Status: (Passed) 2019-08-23 - Public Act . . . . . . . . . 101-0447 [HB0005 Detail]

Download: Illinois-2019-HB0005-Chaptered.html



Public Act 101-0447
HB0005 EnrolledLRB101 04078 CPF 49086 b
AN ACT concerning health.
Be it enacted by the People of the State of Illinois,
represented in the General Assembly:
Section 5. The Department of Human Services Act is amended
by changing Section 10-15 as follows:
(20 ILCS 1305/10-15)
Sec. 10-15. Pregnant women with a substance use disorder.
The Department shall develop guidelines for use in non-hospital
residential care facilities for pregnant women who have a
substance use disorder with respect to the care of those
clients.
The Department shall administer infant mortality and
prenatal programs, through its provider agencies, to develop
special programs for case finding and service coordination for
pregnant women who have a substance use disorder.
The Department shall ensure access to substance use
disorder services statewide for pregnant and postpartum women,
and ensure that programs are gender-responsive, are
trauma-informed, serve women and young children, and
prioritize justice-involved pregnant and postpartum women.

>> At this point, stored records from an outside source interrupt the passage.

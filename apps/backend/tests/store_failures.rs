//! Failed store calls surface as envelopes carrying the raw store error.

mod common;
mod support;

use actix_web::http::StatusCode;
use actix_web::test;
use common::send;
use quotes_backend::state::app_state::AppState;
use sea_orm::ConnectionTrait;
use serde_json::{json, Value};
use support::auth::{identity, mint_test_token};
use support::{build_test_state, create_test_app, test_security};

async fn state_without_table(table: &str) -> Result<AppState, Box<dyn std::error::Error>> {
    let state = build_test_state().await?;
    state
        .db()
        .expect("test state has a store")
        .execute_unprepared(&format!("DROP TABLE {table}"))
        .await?;
    Ok(state)
}

fn assert_store_failure(status: StatusCode, body: &Value, expected: StatusCode, message: &str) {
    assert_eq!(status, expected, "body: {body}");
    assert_eq!(body["ok"], false);
    assert_eq!(body["message"], message);
    assert!(body["error"].is_string(), "raw store error expected: {body}");
    assert!(body.get("data").is_none());
}

fn token() -> String {
    mint_test_token(&identity("u-1", "luke"), &test_security())
}

#[actix_web::test]
async fn test_list_failure_is_500() -> Result<(), Box<dyn std::error::Error>> {
    let app = create_test_app(state_without_table("quotes").await?)
        .with_prod_routes()
        .build()
        .await?;

    let req = test::TestRequest::get()
        .uri("/")
        .insert_header(("x-access-token", token()))
        .to_request();
    let (status, body) = send(&app, req).await;
    assert_store_failure(
        status,
        &body,
        StatusCode::INTERNAL_SERVER_ERROR,
        "Failed to fetch quotes",
    );
    assert!(body["error"]
        .as_str()
        .is_some_and(|e| e.contains("no such table")));

    Ok(())
}

#[actix_web::test]
async fn test_add_failure_is_400() -> Result<(), Box<dyn std::error::Error>> {
    let app = create_test_app(state_without_table("quotes").await?)
        .with_prod_routes()
        .build()
        .await?;

    let req = test::TestRequest::post()
        .uri("/quotes")
        .insert_header(("x-access-token", token()))
        .set_json(json!({"name": "yoda", "quote": "Do or do not."}))
        .to_request();
    let (status, body) = send(&app, req).await;
    assert_store_failure(status, &body, StatusCode::BAD_REQUEST, "Failed to add quote");

    Ok(())
}

#[actix_web::test]
async fn test_update_failure_is_500() -> Result<(), Box<dyn std::error::Error>> {
    let app = create_test_app(state_without_table("quotes").await?)
        .with_prod_routes()
        .build()
        .await?;

    let req = test::TestRequest::put()
        .uri("/quotes/yoda")
        .insert_header(("x-access-token", token()))
        .set_json(json!({"quote": "There is no try."}))
        .to_request();
    let (status, body) = send(&app, req).await;
    assert_store_failure(
        status,
        &body,
        StatusCode::INTERNAL_SERVER_ERROR,
        "Failed to update quote information",
    );

    Ok(())
}

#[actix_web::test]
async fn test_delete_failure_is_500() -> Result<(), Box<dyn std::error::Error>> {
    let app = create_test_app(state_without_table("quotes").await?)
        .with_prod_routes()
        .build()
        .await?;

    let req = test::TestRequest::delete()
        .uri("/quotes")
        .insert_header(("x-access-token", token()))
        .set_json(json!({"name": "yoda"}))
        .to_request();
    let (status, body) = send(&app, req).await;
    assert_store_failure(
        status,
        &body,
        StatusCode::INTERNAL_SERVER_ERROR,
        "Failed to delete quote",
    );

    Ok(())
}

#[actix_web::test]
async fn test_register_failure_is_500() -> Result<(), Box<dyn std::error::Error>> {
    let app = create_test_app(state_without_table("users").await?)
        .with_prod_routes()
        .build()
        .await?;

    let req = test::TestRequest::post()
        .uri("/register")
        .set_json(json!({"username": "luke", "password": "force123"}))
        .to_request();
    let (status, body) = send(&app, req).await;
    assert_store_failure(
        status,
        &body,
        StatusCode::INTERNAL_SERVER_ERROR,
        "Failed to create user",
    );

    Ok(())
}

#[actix_web::test]
async fn test_login_failure_is_500() -> Result<(), Box<dyn std::error::Error>> {
    let app = create_test_app(state_without_table("users").await?)
        .with_prod_routes()
        .build()
        .await?;

    let req = test::TestRequest::post()
        .uri("/login")
        .set_json(json!({"username": "luke", "password": "force123"}))
        .to_request();
    let (status, body) = send(&app, req).await;
    assert_store_failure(
        status,
        &body,
        StatusCode::INTERNAL_SERVER_ERROR,
        "Failed to login",
    );
    assert!(body.get("token").is_none());

    Ok(())
}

(Source: P.A. 100-759, eff. 1-1-19.)
Section 10. The Department of Public Health Powers and
Duties Law of the Civil Administrative Code of Illinois is
amended by adding Section 2310-223 as follows:
(20 ILCS 2310/2310-223 new)
Sec. 2310-223. Maternal care.
(a) The Department shall establish a classification system
for the following levels of maternal care:
(1) basic care: care of uncomplicated pregnancies with
the ability to detect, stabilize, and initiate management
of unanticipated maternal-fetal or neonatal problems that
occur during the antepartum, intrapartum, or postpartum
period until the patient can be transferred to a facility
at which specialty maternal care is available;
(2) specialty care: basic care plus care of appropriate
high-risk antepartum, intrapartum, or postpartum
conditions, both directly admitted and transferred to
another facility;
(3) subspecialty care: specialty care plus care of more
complex maternal medical conditions, obstetric
complications, and fetal conditions; and
(4) regional perinatal health care: subspecialty care
plus on-site medical and surgical care of the most complex
maternal conditions, critically ill pregnant women, and
fetuses throughout antepartum, intrapartum, and postpartum
care.
(b) The Department shall:
(1) introduce uniform designations for levels of
maternal care that are complimentary but distinct from
levels of neonatal care;
(2) establish clear, uniform criteria for designation
of maternal centers that are integrated with emergency
response systems to help ensure that the appropriate
personnel, physical space, equipment, and technology are
available to achieve optimal outcomes, as well as to
facilitate subsequent data collection regarding
risk-appropriate care;
(3) require each health care facility to have a clear
understanding of its capability to handle increasingly
complex levels of maternal care, and to have a well-defined
threshold for transferring women to health care facilities
that offer a higher level of care; to ensure optimal care
of all pregnant women, the Department shall require all
birth centers, hospitals, and higher-level facilities to
collaborate in order to develop and maintain maternal and
neonatal transport plans and cooperative agreements
capable of managing the health care needs of women who
develop complications; the Department shall require that
receiving hospitals openly accept transfers;
(4) require higher-level facilities to provide
training for quality improvement initiatives, educational
support, and severe morbidity and mortality case review for
lower-level hospitals; the Department shall ensure that,
in those regions that do not have a facility that qualifies
as a regional perinatal health care facility, any specialty
care facility in the region will provide the educational
and consultation function;
(5) require facilities and regional systems to develop
methods to track severe maternal morbidity and mortality to
assess the efficacy of utilizing maternal levels of care;
(6) analyze data collected from all facilities and
regional systems in order to inform future updates to the
levels of maternal care;
(7) require follow-up interdisciplinary work groups to
further explore the implementation needs that are
necessary to adopt the proposed classification system for
levels of maternal care in all facilities that provide
maternal care;
(8) disseminate data and materials to raise public
awareness about the importance of prenatal care and
maternal health;
(9) engage the Illinois Chapter of the American Academy
of Pediatrics in creating a quality improvement initiative
to expand efforts of pediatricians conducting postpartum
depression screening at well baby visits during the first
year of life; and
(10) adopt rules in accordance with the Illinois
Administrative Procedure Act to implement this subsection.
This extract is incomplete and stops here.